Justo cuando Kristian estaba a punto de volver a quejarse, una enfermera abrió la puerta y le dijo educadamente: "Por favor, baja la voz. La bebé necesita dormir tranquilo".

El viejo abrió la boca y miró a la preciosa bebé en la incubadora. Suspiró con impotencia, se dio la vuelta y salió lentamente de la habitación con la ayuda de su bastón.

Isabel le sonrió a Matthew con aire travieso. "¡Felicidades! ¡Ahora tienes una hija! ¿Pero dónde está su madre?".

"Son asuntos de adultos. No te metas en eso".

Matthew miró atentamente a la bebé dormida y ordenó: "Vigílala. Tengo que salir un rato".

Con esa orden, salió de la sala.

Su chófer, Maynard, había ido a pagar las facturas y otros trámites. Regresó con un recibo en la mano y dijo: "Señor Collins, las facturas médicas de esa joven ya están pagadas".

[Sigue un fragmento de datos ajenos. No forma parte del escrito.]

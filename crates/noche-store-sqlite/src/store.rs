//! [`SqliteStore`]: the SQLite implementation of the Noche storage traits.

use std::{collections::HashMap, path::Path, time::Duration};

use chrono::{DateTime, Utc};
use rusqlite::{OptionalExtension as _, TransactionBehavior};

use noche_core::{
  decision::{Decision, DecisionPut, NewDecision},
  event::EventInfo,
  id::{EventId, PairKey, UserId},
  matching::{Match, MatchInsert},
  participant::ParticipantSnapshot,
  store::{Authenticator, Backend, DecisionStore, Directory, MatchStore},
};

use crate::{
  Error, Result,
  encode::{
    RawDecision, RawEvent, RawMatch, RawProfile, encode_dt, encode_kind, encode_photo_refs,
  },
  schema::SCHEMA,
  token,
};

/// How long a statement waits on a lock held by another connection before
/// SQLite reports `SQLITE_BUSY`.
const BUSY_TIMEOUT: Duration = Duration::from_secs(2);

// ─── Store ───────────────────────────────────────────────────────────────────

/// A Noche store backed by a single SQLite file.
///
/// Cloning is cheap; the inner connection is reference-counted.
#[derive(Clone)]
pub struct SqliteStore {
  conn: tokio_rusqlite::Connection,
}

impl SqliteStore {
  /// Open (or create) a store at `path` and run schema initialisation.
  pub async fn open(path: impl AsRef<Path>) -> Result<Self> {
    let conn = tokio_rusqlite::Connection::open(path).await?;
    let store = Self { conn };
    store.init_schema().await?;
    Ok(store)
  }

  /// Open an in-memory store for tests.
  pub async fn open_in_memory() -> Result<Self> {
    let conn = tokio_rusqlite::Connection::open_in_memory().await?;
    let store = Self { conn };
    store.init_schema().await?;
    Ok(store)
  }

  async fn init_schema(&self) -> Result<()> {
    self
      .conn
      .call(|conn| {
        conn.busy_timeout(BUSY_TIMEOUT)?;
        conn.execute_batch(SCHEMA)?;
        Ok(())
      })
      .await?;
    Ok(())
  }

  // ── Directory writes ──────────────────────────────────────────────────────

  /// Insert an event, or replace its name, status and start time.
  pub async fn upsert_event(&self, event: &EventInfo) -> Result<()> {
    let id_str     = event.event_id.as_str().to_owned();
    let name       = event.name.clone();
    let status_str = event.status.as_ref().to_owned();
    let starts_str = event.starts_at.map(encode_dt);

    self
      .conn
      .call(move |conn| {
        conn.execute(
          "INSERT INTO events (event_id, name, status, starts_at) VALUES (?1, ?2, ?3, ?4)
           ON CONFLICT (event_id) DO UPDATE SET
             name = excluded.name, status = excluded.status, starts_at = excluded.starts_at",
          rusqlite::params![id_str, name, status_str, starts_str],
        )?;
        Ok(())
      })
      .await?;
    Ok(())
  }

  pub async fn upsert_profile(&self, profile: &ParticipantSnapshot) -> Result<()> {
    let id_str      = profile.user_id.as_str().to_owned();
    let name        = profile.display_name.clone();
    let age         = profile.age;
    let gender      = profile.gender.clone();
    let orientation = profile.orientation.clone();
    let photos_str  = encode_photo_refs(&profile.photo_refs)?;
    let bio         = profile.bio.clone();

    self
      .conn
      .call(move |conn| {
        conn.execute(
          "INSERT INTO profiles (user_id, display_name, age, gender, orientation, photo_refs, bio)
           VALUES (?1, ?2, ?3, ?4, ?5, ?6, ?7)
           ON CONFLICT (user_id) DO UPDATE SET
             display_name = excluded.display_name, age = excluded.age,
             gender = excluded.gender, orientation = excluded.orientation,
             photo_refs = excluded.photo_refs, bio = excluded.bio",
          rusqlite::params![id_str, name, age, gender, orientation, photos_str, bio],
        )?;
        Ok(())
      })
      .await?;
    Ok(())
  }

  /// Append `user` to the roster of `event_id`. Adding someone already on the
  /// roster keeps their original position.
  pub async fn add_participant(&self, event_id: &EventId, user: &UserId) -> Result<()> {
    let event_str = event_id.as_str().to_owned();
    let user_str  = user.as_str().to_owned();
    let at_str    = encode_dt(Utc::now());

    let known = self
      .conn
      .call(move |conn| {
        let known = conn
          .query_row(
            "SELECT 1 FROM events WHERE event_id = ?1",
            rusqlite::params![event_str],
            |_| Ok(()),
          )
          .optional()?
          .is_some();
        if known {
          conn.execute(
            "INSERT INTO participants (event_id, user_id, joined_at) VALUES (?1, ?2, ?3)
             ON CONFLICT DO NOTHING",
            rusqlite::params![event_str, user_str, at_str],
          )?;
        }
        Ok(known)
      })
      .await?;

    if known { Ok(()) } else { Err(Error::EventNotFound(event_id.to_string())) }
  }

  /// Take `user` off the roster. Their decisions and matches are kept.
  /// Returns whether they were listed.
  pub async fn remove_participant(&self, event_id: &EventId, user: &UserId) -> Result<bool> {
    let event_str = event_id.as_str().to_owned();
    let user_str  = user.as_str().to_owned();

    let removed = self
      .conn
      .call(move |conn| {
        Ok(conn.execute(
          "DELETE FROM participants WHERE event_id = ?1 AND user_id = ?2",
          rusqlite::params![event_str, user_str],
        )?)
      })
      .await?;
    Ok(removed > 0)
  }

  // ── Access tokens ─────────────────────────────────────────────────────────

  /// Issue a new bearer token for `user`. The plaintext is returned once and
  /// never stored.
  pub async fn issue_token(&self, user: &UserId) -> Result<String> {
    let plaintext = token::generate();
    let hash_str  = token::hash(&plaintext);
    let user_str  = user.as_str().to_owned();
    let at_str    = encode_dt(Utc::now());

    self
      .conn
      .call(move |conn| {
        conn.execute(
          "INSERT INTO access_tokens (token_hash, user_id, issued_at) VALUES (?1, ?2, ?3)",
          rusqlite::params![hash_str, user_str, at_str],
        )?;
        Ok(())
      })
      .await?;

    tracing::info!(user = %user, "access token issued");
    Ok(plaintext)
  }

  /// Revoke a token. Returns `false` if it was unknown or already revoked.
  pub async fn revoke_token(&self, plaintext: &str) -> Result<bool> {
    let hash_str = token::hash(plaintext);
    let at_str   = encode_dt(Utc::now());

    let changed = self
      .conn
      .call(move |conn| {
        Ok(conn.execute(
          "UPDATE access_tokens SET revoked_at = ?2
           WHERE token_hash = ?1 AND revoked_at IS NULL",
          rusqlite::params![hash_str, at_str],
        )?)
      })
      .await?;
    Ok(changed > 0)
  }
}
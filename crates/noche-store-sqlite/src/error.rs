//! Error type for `noche-store-sqlite`.

use noche_core::store::StorageError;
use rusqlite::ErrorCode;
use thiserror::Error;

#[derive(Debug, Error)]
pub enum Error {
  #[error("database connection closed")]
  ConnectionClosed,

  #[error("database error: {0}")]
  Database(#[from] rusqlite::Error),

  #[error("database worker error: {0}")]
  Worker(String),

  #[error("json error: {0}")]
  Json(#[from] serde_json::Error),

  #[error("uuid parse error: {0}")]
  Uuid(#[from] uuid::Error),

  #[error("date/time parse error: {0}")]
  DateParse(String),

  #[error("unknown {column} value in database: {value:?}")]
  UnknownValue {
    column: &'static str,
    value:  String,
  },

  #[error("event not found: {0}")]
  EventNotFound(String),
}

// `tokio_rusqlite::Error` can carry the connection itself, which is not
// `Sync`, so it is unpacked here instead of being wrapped.
impl From<tokio_rusqlite::Error> for Error {
  fn from(e: tokio_rusqlite::Error) -> Self {
    match e {
      tokio_rusqlite::Error::ConnectionClosed => Self::ConnectionClosed,
      tokio_rusqlite::Error::Rusqlite(e) => Self::Database(e),
      tokio_rusqlite::Error::Close((_, e)) => Self::Database(e),
      other => Self::Worker(other.to_string()),
    }
  }
}

impl StorageError for Error {
  fn is_transient(&self) -> bool {
    match self {
      Self::ConnectionClosed => true,
      Self::Database(e) => matches!(
        e.sqlite_error_code(),
        Some(ErrorCode::DatabaseBusy | ErrorCode::DatabaseLocked)
      ),
      _ => false,
    }
  }
}

pub type Result<T, E = Error> = std::result::Result<T, E>;

#[cfg(test)]
mod tests {
  use super::*;

  fn sqlite_failure(code: i32) -> Error {
    Error::Database(rusqlite::Error::SqliteFailure(rusqlite::ffi::Error::new(code), None))
  }

  #[test]
  fn busy_and_locked_are_transient() {
    assert!(sqlite_failure(rusqlite::ffi::SQLITE_BUSY).is_transient());
    assert!(sqlite_failure(rusqlite::ffi::SQLITE_LOCKED).is_transient());
    assert!(Error::ConnectionClosed.is_transient());
  }

  #[test]
  fn constraint_and_decode_failures_are_permanent() {
    assert!(!sqlite_failure(rusqlite::ffi::SQLITE_CONSTRAINT).is_transient());
    assert!(!Error::DateParse("garbage".into()).is_transient());
  }
}
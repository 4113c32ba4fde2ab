//! Bounded retries for transient storage failures.

use std::{future::Future, time::Duration};

use serde::Deserialize;

use crate::{Error, Result, store::StorageError};

/// How often, and how patiently, a storage call is retried when the backend
/// reports a transient error. Non-transient errors are never retried.
#[derive(Debug, Clone, PartialEq, Eq, Deserialize)]
#[serde(default)]
pub struct RetryPolicy {
  /// Total attempts including the first. `0` behaves like `1`.
  pub max_attempts:       u32,
  pub initial_backoff_ms: u64,
  pub max_backoff_ms:     u64,
}

impl Default for RetryPolicy {
  fn default() -> Self {
    Self { max_attempts: 3, initial_backoff_ms: 25, max_backoff_ms: 500 }
  }
}

impl RetryPolicy {
  /// A policy that gives up after the first failure.
  pub fn no_retry() -> Self {
    Self { max_attempts: 1, initial_backoff_ms: 0, max_backoff_ms: 0 }
  }

  /// Delay before attempt `attempt + 1`, doubling from the initial backoff.
  pub fn backoff(&self, attempt: u32) -> Duration {
    let factor = 2u64.saturating_pow(attempt.saturating_sub(1).min(16));
    let ms = self
      .initial_backoff_ms
      .saturating_mul(factor)
      .min(self.max_backoff_ms);
    Duration::from_millis(ms)
  }

  /// Run `call` until it succeeds, fails permanently, or the attempt budget
  /// is spent. `op` names the call in logs and errors.
  pub async fn run<T, E, F, Fut>(&self, op: &'static str, mut call: F) -> Result<T>
  where
    F: FnMut() -> Fut,
    Fut: Future<Output = Result<T, E>>,
    E: StorageError,
  {
    let max_attempts = self.max_attempts.max(1);
    let mut attempt = 0;
    loop {
      attempt += 1;
      match call().await {
        Ok(value) => return Ok(value),
        Err(e) if !e.is_transient() => return Err(Error::Storage(Box::new(e))),
        Err(e) if attempt >= max_attempts => {
          return Err(Error::StorageUnavailable {
            op,
            attempts: attempt,
            source: Box::new(e),
          });
        }
        Err(e) => {
          let delay = self.backoff(attempt);
          tracing::warn!(
            op,
            attempt,
            delay_ms = delay.as_millis() as u64,
            error = %e,
            "transient storage error, retrying"
          );
          tokio::time::sleep(delay).await;
        }
      }
    }
  }
}

#[cfg(test)]
mod tests {
  use std::sync::atomic::{AtomicU32, Ordering};

  use super::*;

  #[derive(Debug, thiserror::Error)]
  #[error("test failure (transient: {0})")]
  struct TestError(bool);

  impl StorageError for TestError {
    fn is_transient(&self) -> bool { self.0 }
  }

  fn quick() -> RetryPolicy {
    RetryPolicy { max_attempts: 3, initial_backoff_ms: 1, max_backoff_ms: 2 }
  }

  #[test]
  fn backoff_doubles_and_caps() {
    let policy = RetryPolicy { max_attempts: 5, initial_backoff_ms: 10, max_backoff_ms: 35 };
    assert_eq!(policy.backoff(1), Duration::from_millis(10));
    assert_eq!(policy.backoff(2), Duration::from_millis(20));
    assert_eq!(policy.backoff(3), Duration::from_millis(35));
    assert_eq!(policy.backoff(30), Duration::from_millis(35));
  }

  #[tokio::test]
  async fn transient_errors_are_retried_until_success() {
    let counter = AtomicU32::new(0);
    let calls = &counter;
    let value = quick()
      .run("test", move || async move {
        if calls.fetch_add(1, Ordering::SeqCst) < 2 {
          Err(TestError(true))
        } else {
          Ok(7)
        }
      })
      .await
      .unwrap();
    assert_eq!(value, 7);
    assert_eq!(calls.load(Ordering::SeqCst), 3);
  }

  #[tokio::test]
  async fn exhausted_budget_reports_unavailable() {
    let counter = AtomicU32::new(0);
    let calls = &counter;
    let err = quick()
      .run("test", move || async move {
        calls.fetch_add(1, Ordering::SeqCst);
        Err::<(), _>(TestError(true))
      })
      .await
      .unwrap_err();
    assert!(matches!(err, Error::StorageUnavailable { attempts: 3, .. }));
    assert!(err.is_retryable());
    assert_eq!(calls.load(Ordering::SeqCst), 3);
  }

  #[tokio::test]
  async fn permanent_errors_are_not_retried() {
    let counter = AtomicU32::new(0);
    let calls = &counter;
    let err = quick()
      .run("test", move || async move {
        calls.fetch_add(1, Ordering::SeqCst);
        Err::<(), _>(TestError(false))
      })
      .await
      .unwrap_err();
    assert!(matches!(err, Error::Storage(_)));
    assert_eq!(calls.load(Ordering::SeqCst), 1);
  }
}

"¿Dónde está?", preguntó Matthew.

"Está en la sala de al lado. Justo aquí..."

Maynard señaló la puerta y echó un vistazo a la sala. Al ver que la cama estaba vacía, se rascó la nuca y preguntó: "¿Eh? Estaba aquí hace un momento. ¿Adónde se fue?".

Una enfermera entró con una cesta de ropa sucia en la mano. Matthew la detuvo y preguntó: "Disculpe. ¿Dónde está la paciente?".

"Ah, ¿la conoce? Acaba de irse", respondió la enfermera.